1

Closed

Bug: serialisation-deserialisation loses UserAgent.Count

description

When I deserialise-serialise-deserialise and compare request and request2 in code below, UserAgent header has the correct .ToString() value but count is 0. So my unit test was failing:
        var stream = new FileStream("Request.bin", FileMode.Open);
        var serializer = new MessageContentHttpMessageSerializer();
        var request = serializer.DeserializeToRequest(stream);

        var memoryStream = new MemoryStream();
        serializer.Serialize(request, memoryStream);

        memoryStream.Position = 0;
        var request2 = serializer.DeserializeToRequest(memoryStream);

file attachments

Closed Jun 6 at 5:48 PM by kirthik
Based on the comment, looks like this is fixed.

comments

aliostad wrote Aug 5, 2012 at 8:00 AM

This problem seems to not exist in current source and only in RTM. The code for HttpMessageContent has changed to allow dealing with UserAgent differently.

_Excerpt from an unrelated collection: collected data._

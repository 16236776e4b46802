//! CSV batch quoting.
//!
//! Input files have a header naming product codes (any subset of `A`..`I`,
//! any order, any case) and one order per row. Blank cells count as zero.

use std::io;
use std::path::Path;

use csv::{ReaderBuilder, Writer};
use tracing::{debug, info};

use crate::domain::types::{Order, Product};
use crate::error::{Error, Result};
use crate::simulation::RouteSimulator;

pub fn read_orders<P: AsRef<Path>>(path: P) -> Result<Vec<Order>> {
    let file = std::fs::File::open(path.as_ref())?;
    let orders = read_orders_from(file)?;
    info!(
        "Loaded {} order(s) from {}",
        orders.len(),
        path.as_ref().display()
    );
    Ok(orders)
}

pub fn read_orders_from<R: io::Read>(input: R) -> Result<Vec<Order>> {
    let mut reader = ReaderBuilder::new()
        .has_headers(true)
        .trim(csv::Trim::All)
        .from_reader(input);

    let columns: Vec<Product> = reader
        .headers()?
        .iter()
        .map(str::parse)
        .collect::<Result<_>>()?;
    debug!("Order columns: {:?}", columns);

    let mut orders = Vec::new();
    for row in reader.records() {
        let record = row?;
        let mut order = Order::new();
        for (product, cell) in columns.iter().zip(record.iter()) {
            if cell.is_empty() {
                continue;
            }
            let quantity: i64 = cell
                .parse()
                .map_err(|_| Error::OrderSyntax(format!("{product}={cell}")))?;
            let total = order
                .quantity(*product)
                .checked_add(quantity)
                .ok_or_else(|| Error::OrderSyntax(format!("{product}={cell}")))?;
            order.set(*product, total);
        }
        orders.push(order);
    }

    Ok(orders)
}

/// Write `row,order,minimum_cost`, one line per quote.
pub fn write_quotes<W: io::Write>(output: W, quotes: &[(Order, f64)]) -> Result<()> {
    let mut wtr = Writer::from_writer(output);

    wtr.write_record(["row", "order", "minimum_cost"])?;
    for (row, (order, cost)) in quotes.iter().enumerate() {
        wtr.write_record([
            (row + 1).to_string(),
            order.to_string(),
            format!("{cost:.2}"),
        ])?;
    }

    wtr.flush()?;
    Ok(())
}

/// Quote every order in `input` and write the results to `output`.
/// Returns the number of orders quoted.
pub fn quote_file<P, Q>(simulator: &RouteSimulator<'_>, input: P, output: Q) -> Result<usize>
where
    P: AsRef<Path>,
    Q: AsRef<Path>,
{
    let quotes: Vec<(Order, f64)> = read_orders(input)?
        .into_iter()
        .map(|order| {
            let cost = simulator.calculate_min_cost(&order);
            (order, cost)
        })
        .collect();

    let file = std::fs::File::create(output.as_ref())?;
    write_quotes(file, &quotes)?;
    info!(
        "Wrote {} quote(s) to {}",
        quotes.len(),
        output.as_ref().display()
    );
    Ok(quotes.len())
}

This is MessageContentHttpMessageSerializer:

using System;
using System.Collections.Generic;
using System.IO;
using System.Linq;
using System.Net.Http;
using System.Text;

namespace WebApiContrib.Serialization
{
public class MessageContentHttpMessageSerializer
{
    private bool _bufferContent;

    public MessageContentHttpMessageSerializer()
        : this(false)
    {

    }

    public MessageContentHttpMessageSerializer(bool bufferContent)
    {
        _bufferContent = bufferContent;
    }


    public void Serialize(HttpResponseMessage response, Stream stream)
    {
        byte[] assuranceBuffer = null;
        if (_bufferContent && response.Content != null)
            assuranceBuffer = response.Content.ReadAsByteArrayAsync().Result; // make sure it is buffered

        var httpMessageContent = new HttpMessageContent(response);
        var buffer = httpMessageContent.ReadAsByteArrayAsync().Result;
        stream.Write(buffer, 0, buffer.Length);
    }

    public void Serialize(HttpRequestMessage request, Stream stream)
    {
        byte[] assuranceBuffer = null;
        if (_bufferContent && request.Content != null)
            assuranceBuffer = request.Content.ReadAsByteArrayAsync().Result; // make sure it is buffered

        var httpMessageContent = new HttpMessageContent(request);
        var buffer = httpMessageContent.ReadAsByteArrayAsync().Result;
        stream.Write(buffer, 0, buffer.Length);
    }

    public HttpResponseMessage DeserializeToResponse(Stream stream)
    {
        var response = new HttpResponseMessage();
        var memoryStream = new MemoryStream();
        stream.CopyTo(memoryStream);
        response.Content = new ByteArrayContent(memoryStream.ToArray());
        response.Content.Headers.Add("Content-Type", "application/http;msgtype=response");
        return response.Content.ReadAsHttpResponseMessageAsync().Result;
    }

    public HttpRequestMessage DeserializeToRequest(Stream stream)
    {
        var request = new HttpRequestMessage();
        var memoryStream = new MemoryStream();
        stream.CopyTo(memoryStream);
        request.Content = new ByteArrayContent(memoryStream.ToArray());
        request.Content.Headers.Add("Content-Type", "application/http;msgtype=request");
        return request.Content.ReadAsHttpRequestMessageAsync().Result;
    }
}
}

aliostad wrote Aug 12, 2012 at 7:57 AM

This seems to have been fixed with the latest source code as range seems to have been handled differently.